To show that the extraction of α2FR(ω) can, in principle, be unbiased, we repeat the extraction for an ideal scenario. In this scenario, we use NJ = 320 pairs of data (\({\widetilde{\Sigma}}_{{\rm{R}}}^{{{{\prime}}}}(E)\), \(-{\widetilde{\Sigma}}_{{\rm{R}}}^{{{{\prime\prime}}}}(E)\)), energy resolution ΔE = 0, and noise-to-intensity ratio \({{\sigma}}^{{\rm{n}}{\rm{o}}{\rm{i}}{\rm{s}}{\rm{e}}}/{\widetilde{\mathcal{A}}}^{0}=0.025 \%\). Furthermore, we broaden the first peak of α2Ftrue(ω) modeled with Eq. (24) from ρ1 = 0.9 meV to 2.0 meV, use hR = 0.08 as well as the true model parameters kF,true, mb,true, λel,true, and Γimp,true. The resulting α2FR(ω) and related quantities are displayed in Fig. 4b, showing a complete recovery of α2Ftrue(ω) for a large amount of unbiased data. While these ideal conditions might never be obtained experimentally, the agreement demonstrates convergence toward α2Ftrue(ω) with increasing amounts of unbiased data.

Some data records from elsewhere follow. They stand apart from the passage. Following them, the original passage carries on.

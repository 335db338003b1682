use std::mem::size_of;
use std::time::{SystemTime, UNIX_EPOCH};

use byteorder::LittleEndian;
use log::debug;
use zerocopy::byteorder::{U16, U64};
use zerocopy::{AsBytes, FromBytes, Unaligned};

use crate::disk;
use crate::error::{DfsError, Result};
use crate::sb::Header;

/// Fixed part of a node entry. The NUL terminated name follows inline.
pub(crate) const NODE_ENTRY_SIZE: usize = size_of::<RawNodeEntry>();

const ROOT_DEFAULT_PERMS: u16 = 0o777;
const FILE_DEFAULT_PERMS: u16 = 0o644;

#[repr(C)]
#[derive(AsBytes, FromBytes, Unaligned, Clone, Copy)]
struct RawNodeEntry {
    next_entry: U64<LittleEndian>,
    child_entry: U64<LittleEndian>,
    fragment: U64<LittleEndian>,
    symlink: U64<LittleEndian>,
    file_size: U64<LittleEndian>,
    utc_creation_time: U64<LittleEndian>,
    utc_edition_time: U64<LittleEndian>,
    utc_access_time: U64<LittleEndian>,
    group_perms: U16<LittleEndian>,
    user_perms: U16<LittleEndian>,
    gid: U16<LittleEndian>,
    uid: U16<LittleEndian>,
    os_id: u8,
    os_specific: U64<LittleEndian>,
}

/// Caller controlled attributes of a new entry. Times are seconds since the
/// Unix epoch.
#[derive(Debug, Clone, Copy, PartialEq)]
pub struct NodeMeta {
    pub created: u64,
    pub edited: u64,
    pub accessed: u64,
    pub user_perms: u16,
    pub group_perms: u16,
    pub uid: u16,
    pub gid: u16,
}

impl NodeMeta {
    /// Default file attributes stamped with the current time.
    pub fn now() -> Self {
        let secs = SystemTime::now()
            .duration_since(UNIX_EPOCH)
            .map(|elapsed| elapsed.as_secs())
            .unwrap_or(0);
        Self {
            created: secs,
            edited: secs,
            accessed: secs,
            ..Self::default()
        }
    }

    pub(crate) fn root() -> Self {
        Self {
            user_perms: ROOT_DEFAULT_PERMS,
            group_perms: ROOT_DEFAULT_PERMS,
            ..Self::default()
        }
    }
}

impl Default for NodeMeta {
    fn default() -> Self {
        Self {
            created: 0,
            edited: 0,
            accessed: 0,
            user_perms: FILE_DEFAULT_PERMS,
            group_perms: FILE_DEFAULT_PERMS,
            uid: 0,
            gid: 0,
        }
    }
}

/// A decoded node entry together with the offset it was read from.
#[derive(Debug, Clone, PartialEq)]
pub(crate) struct NodeEntry {
    pub offset: u64,
    pub next_entry: u64,
    /// Reserved for nesting, always stored as read.
    pub child_entry: u64,
    pub fragment: u64,
    /// Reserved for links, always stored as read.
    pub symlink: u64,
    pub file_size: u64,
    pub meta: NodeMeta,
    pub os_id: u8,
    pub os_specific: u64,
    pub name: Vec<u8>,
}

impl NodeEntry {
    /// A terminal entry with no content.
    pub fn new(name: &str, meta: NodeMeta) -> Self {
        Self {
            offset: 0,
            next_entry: 0,
            child_entry: 0,
            fragment: 0,
            symlink: 0,
            file_size: 0,
            meta,
            os_id: 0,
            os_specific: 0,
            name: name.as_bytes().to_vec(),
        }
    }

    pub fn read(vol: &[u8], offset: u64) -> Result<Self> {
        let raw: RawNodeEntry = disk::read_at(vol, offset)?;
        // read_at has checked the fixed fields end inside the volume.
        let tail = &vol[offset as usize + NODE_ENTRY_SIZE..];
        let name_len = tail
            .iter()
            .position(|&byte| byte == 0)
            .ok_or_else(|| DfsError::corrupt(offset, "unterminated entry name"))?;

        Ok(Self {
            offset,
            next_entry: raw.next_entry.get(),
            child_entry: raw.child_entry.get(),
            fragment: raw.fragment.get(),
            symlink: raw.symlink.get(),
            file_size: raw.file_size.get(),
            meta: NodeMeta {
                created: raw.utc_creation_time.get(),
                edited: raw.utc_edition_time.get(),
                accessed: raw.utc_access_time.get(),
                user_perms: raw.user_perms.get(),
                group_perms: raw.group_perms.get(),
                uid: raw.uid.get(),
                gid: raw.gid.get(),
            },
            os_id: raw.os_id,
            os_specific: raw.os_specific.get(),
            name: tail[..name_len].to_vec(),
        })
    }

    /// Writes the entry, name and terminator at `offset`.
    pub fn write(&self, vol: &mut [u8], offset: u64) -> Result<()> {
        let raw = RawNodeEntry {
            next_entry: U64::new(self.next_entry),
            child_entry: U64::new(self.child_entry),
            fragment: U64::new(self.fragment),
            symlink: U64::new(self.symlink),
            file_size: U64::new(self.file_size),
            utc_creation_time: U64::new(self.meta.created),
            utc_edition_time: U64::new(self.meta.edited),
            utc_access_time: U64::new(self.meta.accessed),
            group_perms: U16::new(self.meta.group_perms),
            user_perms: U16::new(self.meta.user_perms),
            gid: U16::new(self.meta.gid),
            uid: U16::new(self.meta.uid),
            os_id: self.os_id,
            os_specific: U64::new(self.os_specific),
        };
        let slot = disk::region_mut(vol, offset, self.encoded_len())?;
        let (fixed, name) = slot.split_at_mut(NODE_ENTRY_SIZE);
        fixed.copy_from_slice(raw.as_bytes());
        name[..self.name.len()].copy_from_slice(&self.name);
        name[self.name.len()] = 0;
        Ok(())
    }

    pub fn encoded_len(&self) -> usize {
        NODE_ENTRY_SIZE + self.name.len() + 1
    }

    pub fn summary(&self) -> NodeSummary {
        NodeSummary {
            offset: self.offset,
            name: String::from_utf8_lossy(&self.name).into_owned(),
            file_size: self.file_size,
            user_perms: self.meta.user_perms,
            group_perms: self.meta.group_perms,
            uid: self.meta.uid,
            gid: self.meta.gid,
            created: self.meta.created,
            edited: self.meta.edited,
            accessed: self.meta.accessed,
        }
    }
}

/// Rewrites only the `next_entry` link of the entry at `offset`.
pub(crate) fn link(vol: &mut [u8], offset: u64, next: u64) -> Result<()> {
    disk::write_at(vol, offset, &U64::<LittleEndian>::new(next))
}

/// Checks that `name` can be stored in a single granule.
pub(crate) fn validate_name(name: &str, granularity: u64) -> Result<()> {
    if name.is_empty() {
        return Err(DfsError::InvalidName("name is empty".to_string()));
    }
    if name.as_bytes().contains(&0) {
        return Err(DfsError::InvalidName(format!("{:?} contains a NUL byte", name)));
    }
    let max = granularity as usize - NODE_ENTRY_SIZE - 1;
    if name.len() > max {
        return Err(DfsError::InvalidName(format!(
            "{:?} is longer than {} bytes",
            name, max
        )));
    }
    Ok(())
}

/// What listing reports for every entry.
#[derive(Debug, Clone, PartialEq)]
pub struct NodeSummary {
    /// Offset of the entry within the volume.
    pub offset: u64,
    pub name: String,
    pub file_size: u64,
    pub user_perms: u16,
    pub group_perms: u16,
    pub uid: u16,
    pub gid: u16,
    pub created: u64,
    pub edited: u64,
    pub accessed: u64,
}

/// Walks the entry chain from the root. Offsets come from the image and are
/// not trusted: every hop is bounds checked and the walk gives up once it
/// has taken more hops than the partition has granules, which only a cycle
/// can cause. The iterator stops after the first error.
pub(crate) struct EntryChain<'a> {
    vol: &'a [u8],
    next: Option<u64>,
    hops: u64,
    max_hops: u64,
    floor: u64,
}

impl<'a> EntryChain<'a> {
    pub fn new(header: &Header, vol: &'a [u8]) -> Self {
        Self {
            vol,
            next: Some(header.root_offset),
            hops: 0,
            max_hops: header.granules(),
            floor: header.bitmap_end() as u64,
        }
    }

    fn step(&mut self, offset: u64) -> Result<NodeEntry> {
        if self.hops >= self.max_hops {
            return Err(DfsError::corrupt(offset, "entry chain loops back on itself"));
        }
        if offset < self.floor {
            return Err(DfsError::corrupt(offset, "entry points into the header"));
        }
        self.hops += 1;
        let entry = NodeEntry::read(self.vol, offset)?;
        debug!("entry {:?} at {}", String::from_utf8_lossy(&entry.name), offset);
        Ok(entry)
    }
}

impl<'a> Iterator for EntryChain<'a> {
    type Item = Result<NodeEntry>;

    fn next(&mut self) -> Option<Self::Item> {
        let offset = self.next.take()?;
        let entry = self.step(offset);
        if let Ok(entry) = &entry {
            if entry.next_entry != 0 {
                self.next = Some(entry.next_entry);
            }
        }
        Some(entry)
    }
}

#[cfg(test)]
mod tests {
    use super::*;

    fn header() -> Header {
        Header::for_partition(16 * 4096, 512).unwrap()
    }

    #[test]
    fn fixed_fields_take_eighty_one_bytes() {
        assert_eq!(NODE_ENTRY_SIZE, 81);
    }

    #[test]
    fn entry_survives_write_and_read() {
        let mut vol = vec![0; 4096];
        let mut entry = NodeEntry::new("a.txt", NodeMeta::default());
        entry.offset = 1024;
        entry.fragment = 1536;
        entry.file_size = 10;
        entry.meta.created = 1_600_000_000;
        entry.write(&mut vol, 1024).unwrap();

        assert_eq!(NodeEntry::read(&vol, 1024).unwrap(), entry);
        assert_eq!(vol[1024 + NODE_ENTRY_SIZE + 5], 0);
    }

    #[test]
    fn permission_fields_are_laid_out_group_first() {
        let mut vol = vec![0; 512];
        let mut meta = NodeMeta::root();
        meta.user_perms = 0o700;
        NodeEntry::new("x", meta).write(&mut vol, 0).unwrap();

        assert_eq!(&vol[64..66], &0o777u16.to_le_bytes());
        assert_eq!(&vol[66..68], &0o700u16.to_le_bytes());
    }

    #[test]
    fn link_rewrites_only_next_entry() {
        let mut vol = vec![0; 1024];
        let entry = NodeEntry::new("a", NodeMeta::default());
        entry.write(&mut vol, 0).unwrap();
        link(&mut vol, 0, 512).unwrap();

        let read = NodeEntry::read(&vol, 0).unwrap();
        assert_eq!(read.next_entry, 512);
        assert_eq!(read.name, b"a".to_vec());
    }

    #[test]
    fn unterminated_name_is_corrupt() {
        let mut vol = vec![0x41; 128];
        vol[..NODE_ENTRY_SIZE].copy_from_slice(&[0; NODE_ENTRY_SIZE]);
        assert!(matches!(
            NodeEntry::read(&vol, 0),
            Err(DfsError::CorruptChain { .. })
        ));
    }

    #[test]
    fn names_are_validated() {
        assert!(validate_name("a.txt", 512).is_ok());
        assert!(validate_name("", 512).is_err());
        assert!(validate_name("a\0b", 512).is_err());
        assert!(validate_name(&"n".repeat(512 - 81 - 1), 512).is_ok());
        assert!(validate_name(&"n".repeat(512 - 81), 512).is_err());
    }

    #[test]
    fn chain_walk_follows_links_in_order() {
        let header = header();
        let mut vol = vec![0; header.partition_bytes() as usize];
        let root = header.root_offset;
        NodeEntry::new("root", NodeMeta::root()).write(&mut vol, root).unwrap();
        NodeEntry::new("one", NodeMeta::default()).write(&mut vol, 2048).unwrap();
        link(&mut vol, root, 2048).unwrap();

        let names: Vec<Vec<u8>> = EntryChain::new(&header, &vol)
            .map(|entry| entry.unwrap().name)
            .collect();
        assert_eq!(names, vec![b"root".to_vec(), b"one".to_vec()]);
    }

    #[test]
    fn chain_walk_detects_cycles() {
        let header = header();
        let mut vol = vec![0; header.partition_bytes() as usize];
        let root = header.root_offset;
        NodeEntry::new("root", NodeMeta::root()).write(&mut vol, root).unwrap();
        link(&mut vol, root, root).unwrap();

        let last = EntryChain::new(&header, &vol).last().unwrap();
        assert!(matches!(last, Err(DfsError::CorruptChain { .. })));
    }

    #[test]
    fn chain_walk_rejects_links_out_of_bounds() {
        let header = header();
        let mut vol = vec![0; header.partition_bytes() as usize];
        let root = header.root_offset;
        NodeEntry::new("root", NodeMeta::root()).write(&mut vol, root).unwrap();
        link(&mut vol, root, header.partition_bytes() - 10).unwrap();

        let results: Vec<_> = EntryChain::new(&header, &vol).collect();
        assert_eq!(results.len(), 2);
        assert!(matches!(results[1], Err(DfsError::CorruptChain { .. })));
    }

    #[test]
    fn chain_walk_rejects_links_into_the_header() {
        let header = header();
        let mut vol = vec![0; header.partition_bytes() as usize];
        let root = header.root_offset;
        NodeEntry::new("root", NodeMeta::root()).write(&mut vol, root).unwrap();
        link(&mut vol, root, 4).unwrap();

        let last = EntryChain::new(&header, &vol).last().unwrap();
        assert!(matches!(last, Err(DfsError::CorruptChain { .. })));
    }
}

Lastly, we quantify the difference between the input α2FR(ω) and α2Ftrue(ω) for representative laser (ΔE = 2.5 meV) and synchrotron (ΔE = 5 meV) resolutions33, with noise-to-intensity ratios \({\sigma }^{{\rm{noise}}}/{\widetilde{{\mathcal{A}}}}^{0}=0.025 \% \) (used previously for Fig. 3c, with \({\widetilde{\mathcal{A}}}_{n}^{0}\) defined in Eq. (5)) and \({\sigma }^{\mathrm{noise}}/{\widetilde{{\mathcal{A}}}}^{0}=0.05 \% \). We calculate minus the information entropy −S(α2Ftrue, α2FR) according to Eq. (18), which represents the extent of surprise in learning α2Ftrue(ω) when already possessing α2FR(ω). Box plots with extrema, quartiles, and medians are shown in Fig. 4c for 50 code executions with random noise for each combination of \((\Delta E,{{\sigma}}^{{\rm{n}}{\rm{o}}{\rm{i}}{\rm{s}}{\rm{e}}}/{{\widetilde{A}}}^{0})\) and NJ pairs of \(({\widetilde{\Sigma}}_{\rm{R}}^{\prime}(E),-{\widetilde{\Sigma}}_{\rm{R}}^{\prime\prime}(E))\). We find several trends in the generated Eliashberg functions: spurious peaks and peak-shoulder splittings usually originate from a small amount of NJ for a given phonon energy range, with their effect on S depending on the magnitude of the Eliashberg function. Furthermore, peak magnitudes are governed by the standard deviations \({\sigma }_{n}^{{\prime} }({E}_{j})\) and \({\sigma }_{n}^{{\prime\prime} }({E}_{j})\) of the respective \({\widetilde{\Sigma}}_{{\rm{R}}}^{{{{\prime}}}}(E)\) and \(-{\widetilde{\Sigma}}_{{\rm{R}}}^{{{{\prime\prime} }}}(E)\). At the smallest NJ, the large −S is mostly due to overconfidence of the “chi2kink” method, resulting in overfitting. The curves for ΔE = 2.5 meV at high NJ are illustrative of Fig. 3b, reiterating that α2Ftrue(ω) can be fully recovered for a sufficiently small ΔE and sufficient NJ. For the ΔE = 5 meV cases, −S remains large at higher NJ because the sharp peak in α2Ftrue(ω) is broadened during the MDC fitting. We conclude that inversion of α2Fn(ω) is successful for sufficiently large amounts of unbiased data, although phonon peaks generally broaden with increasing ΔE, while σnoise increases the variance.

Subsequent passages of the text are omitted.